#### [Provided material]
□ □ □ □ □
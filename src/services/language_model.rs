use async_trait::async_trait;

use crate::error::AppResult;

#[derive(Debug, Clone, Copy, PartialEq, Eq)]
pub enum ResponseFormat {
    Text,
    JsonObject,
}

#[async_trait]
pub trait LanguageModelService: Send + Sync {
    async fn complete(
        &self,
        system_prompt: &str,
        message: &str,
        format: ResponseFormat,
    ) -> AppResult<String>;
}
□ □ □ □ □
#### [Work item]
Each line from the one with "pub trait LanguageModelService: Send" to the end of the material should be duplicated exactly, and no other line.

#### [Exercise result]
pub trait LanguageModelService: Send + Sync {
    async fn complete(
        &self,
        system_prompt: &str,
        message: &str,
        format: ResponseFormat,
    ) -> AppResult<String>;
}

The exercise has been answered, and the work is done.